__What is required__. Among the entries, how many lines carry the string "NetworkConfig"? Give the number and nothing else.

__Records shown__.

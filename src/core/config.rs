//! 配置管理系统 (Configuration Management)
//!
//! 负责 `config.toml` 与环境变量的反序列化，缺省字段回退到内置默认值。

use std::collections::HashMap;
use std::path::Path;
use std::time::Duration;

use bon::Builder;
use config::{Config, Environment, File};
use serde::Deserialize;

use crate::core::error::{Result, SourceError};

/// 全局应用配置
#[derive(Debug, Deserialize, Builder, Clone, Default)]
pub struct AppConfig {
    /// 网络层通用参数
    #[serde(default)]
    #[builder(default)]
    pub network: NetworkConfig,

    /// 站点特定配置覆盖映射
    #[serde(default)]
    #[builder(default)]
    pub sites: HashMap<String, SiteConfig>,
}

/// 网络参数
#[derive(Debug, Deserialize, Builder, Clone)]
pub struct NetworkConfig {
    #[serde(default = "default_user_agent")]
    #[builder(default = default_user_agent(), into)]
    pub user_agent: String,
    /// 单次请求超时 (秒)
    #[serde(default = "default_timeout_secs")]
    #[builder(default = default_timeout_secs())]
    pub timeout_secs: u64,
    #[serde(default = "default_connect_timeout_secs")]
    #[builder(default = default_connect_timeout_secs())]
    pub connect_timeout_secs: u64,
    /// 下载封面前的固定间隔 (毫秒)，用于避开站点的防刷机制
    #[serde(default = "default_pacing_ms")]
    #[builder(default = default_pacing_ms())]
    pub pacing_ms: u64,
}

/// 站点特定配置覆盖
#[derive(Debug, Deserialize, Builder, Clone, Default)]
pub struct SiteConfig {
    /// 自定义域名 (用于镜像站点或本地测试)
    #[builder(into)]
    pub base_url: Option<String>,
    /// 封面图片域名
    #[builder(into)]
    pub image_base_url: Option<String>,
}

impl Default for NetworkConfig {
    fn default() -> Self {
        Self {
            user_agent: default_user_agent(),
            timeout_secs: default_timeout_secs(),
            connect_timeout_secs: default_connect_timeout_secs(),
            pacing_ms: default_pacing_ms(),
        }
    }
}

impl NetworkConfig {
    pub fn timeout(&self) -> Duration {
        Duration::from_secs(self.timeout_secs)
    }

    pub fn connect_timeout(&self) -> Duration {
        Duration::from_secs(self.connect_timeout_secs)
    }

    pub fn pacing(&self) -> Duration {
        Duration::from_millis(self.pacing_ms)
    }
}

fn default_user_agent() -> String {
    "Mozilla/5.0 (Windows NT 10.0; Win64; x64) AppleWebKit/537.36 (KHTML, like Gecko) Chrome/120.0.0.0 Safari/537.36".to_string()
}
fn default_timeout_secs() -> u64 {
    30
}
fn default_connect_timeout_secs() -> u64 {
    10
}
fn default_pacing_ms() -> u64 {
    1000
}

impl AppConfig {
    /// 从工作目录下的 `config.toml` 及 `JINJIANG__*` 环境变量加载配置
    pub fn load() -> Result<Self> {
        Self::load_from(Path::new("config.toml"))
    }

    pub fn load_from(config_path: &Path) -> Result<Self> {
        let builder = Config::builder();

        let builder = if config_path.exists() {
            builder.add_source(File::from(config_path))
        } else {
            builder
        };

        let settings = builder
            .add_source(Environment::with_prefix("JINJIANG").separator("__"))
            .build()
            .map_err(SourceError::Config)?;
        settings.try_deserialize().map_err(SourceError::Config)
    }

    /// 取站点配置，未配置时使用默认值
    pub fn site(&self, id: &str) -> SiteConfig {
        self.sites.get(id).cloned().unwrap_or_default()
    }
}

__Exercise answer__. 4